**INFORMATION PROVIDED:**
┌────────
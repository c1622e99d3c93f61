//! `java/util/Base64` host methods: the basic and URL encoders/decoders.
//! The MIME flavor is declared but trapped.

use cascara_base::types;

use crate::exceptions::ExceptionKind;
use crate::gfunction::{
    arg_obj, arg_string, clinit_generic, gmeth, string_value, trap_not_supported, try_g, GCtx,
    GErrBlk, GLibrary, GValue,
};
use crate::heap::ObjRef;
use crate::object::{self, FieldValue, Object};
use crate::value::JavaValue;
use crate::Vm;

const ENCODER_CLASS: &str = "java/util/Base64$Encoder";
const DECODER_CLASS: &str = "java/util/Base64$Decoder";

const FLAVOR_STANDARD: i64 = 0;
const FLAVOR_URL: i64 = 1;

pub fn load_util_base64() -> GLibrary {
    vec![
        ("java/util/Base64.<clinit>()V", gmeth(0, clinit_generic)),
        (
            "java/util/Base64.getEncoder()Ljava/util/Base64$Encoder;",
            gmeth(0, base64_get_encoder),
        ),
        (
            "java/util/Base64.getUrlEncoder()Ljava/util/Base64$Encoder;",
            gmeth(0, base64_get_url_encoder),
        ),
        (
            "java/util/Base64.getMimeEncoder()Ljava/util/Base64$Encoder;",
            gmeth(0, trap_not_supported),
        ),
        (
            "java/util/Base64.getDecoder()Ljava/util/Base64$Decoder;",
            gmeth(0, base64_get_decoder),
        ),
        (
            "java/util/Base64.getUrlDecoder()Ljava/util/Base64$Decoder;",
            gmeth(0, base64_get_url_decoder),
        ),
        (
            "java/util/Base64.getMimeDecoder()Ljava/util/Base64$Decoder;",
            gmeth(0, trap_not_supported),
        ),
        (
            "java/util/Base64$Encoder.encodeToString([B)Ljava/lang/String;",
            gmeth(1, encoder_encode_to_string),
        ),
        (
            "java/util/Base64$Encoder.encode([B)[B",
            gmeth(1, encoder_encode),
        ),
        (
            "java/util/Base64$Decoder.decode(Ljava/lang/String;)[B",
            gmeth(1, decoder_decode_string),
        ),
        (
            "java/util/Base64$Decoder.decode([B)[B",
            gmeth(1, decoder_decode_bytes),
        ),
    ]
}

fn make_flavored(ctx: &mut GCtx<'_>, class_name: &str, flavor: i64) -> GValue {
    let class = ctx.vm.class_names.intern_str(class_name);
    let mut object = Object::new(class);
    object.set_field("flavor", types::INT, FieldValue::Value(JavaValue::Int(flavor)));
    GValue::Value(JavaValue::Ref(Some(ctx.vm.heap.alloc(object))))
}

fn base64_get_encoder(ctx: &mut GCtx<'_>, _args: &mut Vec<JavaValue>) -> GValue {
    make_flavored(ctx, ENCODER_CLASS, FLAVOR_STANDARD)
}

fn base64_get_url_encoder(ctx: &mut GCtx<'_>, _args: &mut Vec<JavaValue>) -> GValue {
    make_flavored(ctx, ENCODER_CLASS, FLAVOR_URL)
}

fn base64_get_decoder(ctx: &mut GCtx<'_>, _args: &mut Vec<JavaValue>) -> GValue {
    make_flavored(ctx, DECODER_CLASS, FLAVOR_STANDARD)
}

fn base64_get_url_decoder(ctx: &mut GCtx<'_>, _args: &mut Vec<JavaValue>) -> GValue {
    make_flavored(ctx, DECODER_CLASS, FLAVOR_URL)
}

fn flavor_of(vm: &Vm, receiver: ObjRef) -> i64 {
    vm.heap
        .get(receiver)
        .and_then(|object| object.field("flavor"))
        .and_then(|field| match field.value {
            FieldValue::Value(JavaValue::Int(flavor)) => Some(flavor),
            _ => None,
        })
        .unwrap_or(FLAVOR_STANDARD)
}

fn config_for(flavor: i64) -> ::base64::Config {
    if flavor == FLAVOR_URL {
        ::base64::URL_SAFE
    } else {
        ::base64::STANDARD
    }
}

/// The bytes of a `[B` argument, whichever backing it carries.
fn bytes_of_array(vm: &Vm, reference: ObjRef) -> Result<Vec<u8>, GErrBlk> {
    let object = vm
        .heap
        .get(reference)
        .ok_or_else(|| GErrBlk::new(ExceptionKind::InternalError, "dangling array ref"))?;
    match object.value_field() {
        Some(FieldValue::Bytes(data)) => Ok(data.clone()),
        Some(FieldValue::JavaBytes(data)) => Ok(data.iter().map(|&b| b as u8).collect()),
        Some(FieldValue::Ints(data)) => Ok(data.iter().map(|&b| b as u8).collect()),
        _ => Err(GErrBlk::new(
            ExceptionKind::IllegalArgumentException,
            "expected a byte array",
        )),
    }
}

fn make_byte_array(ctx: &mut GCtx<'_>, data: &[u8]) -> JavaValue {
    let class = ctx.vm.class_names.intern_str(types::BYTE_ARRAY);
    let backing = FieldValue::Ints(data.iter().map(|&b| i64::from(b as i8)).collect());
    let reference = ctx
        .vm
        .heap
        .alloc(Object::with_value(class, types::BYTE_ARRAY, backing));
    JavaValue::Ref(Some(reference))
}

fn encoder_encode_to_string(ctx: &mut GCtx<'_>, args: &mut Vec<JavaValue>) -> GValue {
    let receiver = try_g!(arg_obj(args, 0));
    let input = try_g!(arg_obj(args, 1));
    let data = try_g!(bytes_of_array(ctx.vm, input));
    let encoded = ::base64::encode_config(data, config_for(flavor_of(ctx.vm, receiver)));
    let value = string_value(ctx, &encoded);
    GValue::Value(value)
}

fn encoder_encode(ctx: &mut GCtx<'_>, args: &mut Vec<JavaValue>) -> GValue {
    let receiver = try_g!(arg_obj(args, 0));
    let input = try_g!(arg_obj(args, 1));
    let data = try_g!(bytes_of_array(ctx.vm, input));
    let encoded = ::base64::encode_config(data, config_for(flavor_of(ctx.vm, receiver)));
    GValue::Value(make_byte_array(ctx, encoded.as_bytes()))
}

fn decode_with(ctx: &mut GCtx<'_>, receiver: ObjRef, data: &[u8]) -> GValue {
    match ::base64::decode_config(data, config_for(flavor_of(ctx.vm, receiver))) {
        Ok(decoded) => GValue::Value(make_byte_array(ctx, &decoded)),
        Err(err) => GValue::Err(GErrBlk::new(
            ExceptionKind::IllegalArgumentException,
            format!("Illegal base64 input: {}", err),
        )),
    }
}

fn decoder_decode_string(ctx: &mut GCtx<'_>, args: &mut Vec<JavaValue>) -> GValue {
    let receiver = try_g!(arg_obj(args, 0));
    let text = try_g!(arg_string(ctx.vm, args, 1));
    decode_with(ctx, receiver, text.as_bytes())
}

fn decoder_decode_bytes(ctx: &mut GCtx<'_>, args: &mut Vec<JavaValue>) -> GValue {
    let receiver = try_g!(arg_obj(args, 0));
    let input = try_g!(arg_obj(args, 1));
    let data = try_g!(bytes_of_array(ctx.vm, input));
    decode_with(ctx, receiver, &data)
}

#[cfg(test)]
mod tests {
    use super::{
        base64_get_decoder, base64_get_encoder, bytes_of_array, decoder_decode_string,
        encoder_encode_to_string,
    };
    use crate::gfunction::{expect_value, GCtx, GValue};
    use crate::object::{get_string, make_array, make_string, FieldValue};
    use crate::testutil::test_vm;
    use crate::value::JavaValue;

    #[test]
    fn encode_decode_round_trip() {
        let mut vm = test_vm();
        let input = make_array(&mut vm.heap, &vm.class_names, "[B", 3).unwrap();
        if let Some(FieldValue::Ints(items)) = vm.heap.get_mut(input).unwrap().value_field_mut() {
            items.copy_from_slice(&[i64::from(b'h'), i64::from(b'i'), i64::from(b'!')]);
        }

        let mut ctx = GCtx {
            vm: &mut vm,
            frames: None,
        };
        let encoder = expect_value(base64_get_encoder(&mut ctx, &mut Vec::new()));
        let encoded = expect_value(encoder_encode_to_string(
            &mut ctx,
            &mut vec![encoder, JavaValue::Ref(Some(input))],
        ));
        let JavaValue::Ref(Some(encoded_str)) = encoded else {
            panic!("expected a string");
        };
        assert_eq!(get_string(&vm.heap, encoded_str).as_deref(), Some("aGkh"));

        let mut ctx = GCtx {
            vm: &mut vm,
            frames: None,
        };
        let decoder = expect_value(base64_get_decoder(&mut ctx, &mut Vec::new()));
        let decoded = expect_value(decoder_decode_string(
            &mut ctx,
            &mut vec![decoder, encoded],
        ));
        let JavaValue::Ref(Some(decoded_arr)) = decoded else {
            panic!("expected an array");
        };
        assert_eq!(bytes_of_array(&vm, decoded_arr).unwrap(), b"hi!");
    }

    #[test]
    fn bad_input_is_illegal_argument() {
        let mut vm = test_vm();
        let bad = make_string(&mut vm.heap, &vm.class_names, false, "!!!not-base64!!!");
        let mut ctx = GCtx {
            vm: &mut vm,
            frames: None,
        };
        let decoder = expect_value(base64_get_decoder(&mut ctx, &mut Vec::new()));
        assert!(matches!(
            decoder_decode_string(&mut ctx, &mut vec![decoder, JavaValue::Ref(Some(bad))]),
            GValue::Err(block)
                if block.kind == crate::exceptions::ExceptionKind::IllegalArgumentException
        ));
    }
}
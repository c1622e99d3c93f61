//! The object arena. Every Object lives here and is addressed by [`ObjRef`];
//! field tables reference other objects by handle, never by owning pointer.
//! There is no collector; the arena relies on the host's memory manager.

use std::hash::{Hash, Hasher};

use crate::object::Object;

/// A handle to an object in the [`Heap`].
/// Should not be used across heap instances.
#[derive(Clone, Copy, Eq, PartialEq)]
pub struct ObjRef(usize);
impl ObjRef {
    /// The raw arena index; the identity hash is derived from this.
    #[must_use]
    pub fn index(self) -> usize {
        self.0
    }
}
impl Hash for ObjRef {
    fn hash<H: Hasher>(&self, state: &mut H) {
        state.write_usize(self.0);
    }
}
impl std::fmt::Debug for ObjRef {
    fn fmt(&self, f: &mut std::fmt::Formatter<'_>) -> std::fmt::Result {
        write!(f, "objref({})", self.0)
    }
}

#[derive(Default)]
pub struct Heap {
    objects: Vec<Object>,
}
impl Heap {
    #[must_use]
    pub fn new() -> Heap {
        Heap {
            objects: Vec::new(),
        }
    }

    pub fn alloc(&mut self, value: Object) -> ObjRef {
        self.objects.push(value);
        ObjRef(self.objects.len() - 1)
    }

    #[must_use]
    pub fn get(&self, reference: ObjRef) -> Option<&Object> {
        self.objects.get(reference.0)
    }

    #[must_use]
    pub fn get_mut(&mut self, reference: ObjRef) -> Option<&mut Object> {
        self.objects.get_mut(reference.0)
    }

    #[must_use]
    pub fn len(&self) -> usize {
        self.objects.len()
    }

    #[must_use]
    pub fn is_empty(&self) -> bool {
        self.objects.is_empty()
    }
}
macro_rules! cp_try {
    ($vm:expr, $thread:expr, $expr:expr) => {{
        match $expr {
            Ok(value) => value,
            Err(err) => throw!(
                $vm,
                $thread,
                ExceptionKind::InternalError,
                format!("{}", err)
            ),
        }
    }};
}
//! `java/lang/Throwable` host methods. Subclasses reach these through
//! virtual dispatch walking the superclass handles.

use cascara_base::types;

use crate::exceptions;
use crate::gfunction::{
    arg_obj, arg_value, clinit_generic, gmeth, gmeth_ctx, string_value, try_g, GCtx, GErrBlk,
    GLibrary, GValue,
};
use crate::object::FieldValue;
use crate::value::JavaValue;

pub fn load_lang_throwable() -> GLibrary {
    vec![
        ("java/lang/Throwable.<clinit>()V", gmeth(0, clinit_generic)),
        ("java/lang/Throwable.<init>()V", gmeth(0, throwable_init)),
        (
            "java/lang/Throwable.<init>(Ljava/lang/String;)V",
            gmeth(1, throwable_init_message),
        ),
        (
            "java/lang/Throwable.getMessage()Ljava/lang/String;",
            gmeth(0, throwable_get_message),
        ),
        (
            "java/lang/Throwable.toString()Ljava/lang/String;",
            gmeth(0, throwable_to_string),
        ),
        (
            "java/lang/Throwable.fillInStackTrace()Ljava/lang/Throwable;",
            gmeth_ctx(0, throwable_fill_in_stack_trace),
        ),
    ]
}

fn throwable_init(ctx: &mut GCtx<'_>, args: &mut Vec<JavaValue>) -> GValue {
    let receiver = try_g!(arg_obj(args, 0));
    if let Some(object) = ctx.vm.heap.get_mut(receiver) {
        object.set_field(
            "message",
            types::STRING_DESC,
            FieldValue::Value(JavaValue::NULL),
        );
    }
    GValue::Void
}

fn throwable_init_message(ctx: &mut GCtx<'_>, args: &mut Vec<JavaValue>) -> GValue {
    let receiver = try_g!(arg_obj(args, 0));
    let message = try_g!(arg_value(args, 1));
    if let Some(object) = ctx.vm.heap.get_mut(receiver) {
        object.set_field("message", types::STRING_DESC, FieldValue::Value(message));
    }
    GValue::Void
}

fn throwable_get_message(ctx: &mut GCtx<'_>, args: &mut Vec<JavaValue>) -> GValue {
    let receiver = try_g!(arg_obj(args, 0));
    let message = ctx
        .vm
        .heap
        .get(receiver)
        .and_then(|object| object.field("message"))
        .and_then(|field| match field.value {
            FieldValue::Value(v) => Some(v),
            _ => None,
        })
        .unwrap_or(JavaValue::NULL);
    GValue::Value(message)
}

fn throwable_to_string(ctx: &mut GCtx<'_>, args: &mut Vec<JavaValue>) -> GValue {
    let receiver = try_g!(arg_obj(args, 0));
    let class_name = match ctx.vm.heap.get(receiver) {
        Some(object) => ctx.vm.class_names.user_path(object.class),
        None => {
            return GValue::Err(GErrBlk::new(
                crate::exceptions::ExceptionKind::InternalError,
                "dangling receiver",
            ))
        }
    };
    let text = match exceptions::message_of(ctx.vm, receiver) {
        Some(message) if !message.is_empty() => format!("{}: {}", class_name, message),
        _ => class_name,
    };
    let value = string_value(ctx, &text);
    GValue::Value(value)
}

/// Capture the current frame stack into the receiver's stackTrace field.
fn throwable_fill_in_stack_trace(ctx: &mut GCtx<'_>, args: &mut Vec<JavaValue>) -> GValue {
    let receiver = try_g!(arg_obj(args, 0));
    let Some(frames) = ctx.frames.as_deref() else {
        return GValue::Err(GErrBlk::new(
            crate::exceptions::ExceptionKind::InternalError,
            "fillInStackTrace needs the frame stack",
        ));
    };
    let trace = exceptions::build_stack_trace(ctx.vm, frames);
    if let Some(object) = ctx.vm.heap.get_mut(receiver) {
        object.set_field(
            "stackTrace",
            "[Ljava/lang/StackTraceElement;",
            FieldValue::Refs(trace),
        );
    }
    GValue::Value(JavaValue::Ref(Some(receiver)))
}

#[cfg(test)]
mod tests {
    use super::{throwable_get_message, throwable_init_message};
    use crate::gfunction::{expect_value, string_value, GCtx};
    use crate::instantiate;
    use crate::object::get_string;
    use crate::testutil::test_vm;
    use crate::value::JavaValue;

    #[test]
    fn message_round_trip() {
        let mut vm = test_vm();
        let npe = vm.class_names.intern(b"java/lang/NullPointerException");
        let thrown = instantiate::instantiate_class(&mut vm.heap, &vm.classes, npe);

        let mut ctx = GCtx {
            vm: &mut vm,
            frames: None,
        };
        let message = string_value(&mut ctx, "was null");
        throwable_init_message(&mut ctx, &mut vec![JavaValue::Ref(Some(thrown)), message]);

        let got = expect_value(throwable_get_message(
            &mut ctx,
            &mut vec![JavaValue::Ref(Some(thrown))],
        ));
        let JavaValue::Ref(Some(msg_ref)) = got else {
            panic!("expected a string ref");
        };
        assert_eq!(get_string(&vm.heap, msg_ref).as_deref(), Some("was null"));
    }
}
└────────
Count the lines in the records that include the word "GLibrary". Report the total alone.

4